Creedence had nine Top 10 songs and two No. 1 albums in the span of just a couple of years, giving them a sleeper case for the title of biggest American band in the late ’60s/early ’70s. “They literally had to expand airports to accommodate them,” John Lingan, author of the 2022 CCR biography “A Song for Everyone,” told me, in reference to the accommodations made for the band’s private jet on a 1970 European tour. “They were just a massive, massive group.” Yet the relationship between Creedence and Fantasy was so dysfunctional that, in 1980, Fogerty relinquished his royalties in order to be freed from the contract. (The royalties were restored in 2004, after Fantasy was sold to Concord Music Group.) Fogerty’s ranch may be palatial, but in some sense, it should probably be bigger.

It took no less than the prodding of Bob Dylan at a show in 1987 for Fogerty to even begin playing Creedence songs again — Dylan told Fogerty, “If you don’t do ‘Proud Mary,’ everybody’s gonna think it’s a Tina Turner song” — which marked the beginning of a willingness to embrace his most beloved songs. And after the recent victory of buying back a majority stake of his CCR publishing rights from Concord, he is finally in a decidedly peaceful era.
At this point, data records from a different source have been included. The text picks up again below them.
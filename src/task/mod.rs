//! Server-side task bookkeeping.
//!
//! A task is one invocation of `reply` scheduled on the server, identified by
//! a monotonically increasing [`TaskId`]. Results live in the bounded,
//! expiring [`result_pool::ResultPool`] until they are fetched or evicted.

/// Bounded, expiring store of task results.
pub mod result_pool;

use std::sync::Arc;

use tokio::sync::Notify;

use crate::message::Message;

/// Identifier of a scheduled reply task, unique per server.
pub type TaskId = u64;

/// State of a task in the result pool.
#[derive(Debug, Clone)]
pub enum TaskState {
    /// The reply is still being computed; waiters park on the notifier.
    Pending(Arc<Notify>),
    /// The reply (or an error-tagged message) is available.
    Done(Message),
}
A four-piece rock band pose for a photo, circa 1970.
Creedence Clearwater Revival circa 1970, from left, Doug Clifford, Tom Fogerty, John Fogerty and Stu Cook.
(Michael Ochs Archives/Getty Images)

Fogerty is currently wrapping up what’s been billed as the Celebration Tour, joyously playing CCR classics like “Who’ll Stop the Rain” and “Down on the Corner” — songs he first toured around the world in his early 20s, utilizing one of the greatest howls in rock history. But in this iteration, he plays those songs in a band that includes two of his sons, Shane and Tyler Fogerty, who help their father reach the notes that are no longer quite as easy for him to get to these days. Fifty-plus years since Tom quit the group, leading to the quick demise of Creedence, John Fogerty is once again in a family band.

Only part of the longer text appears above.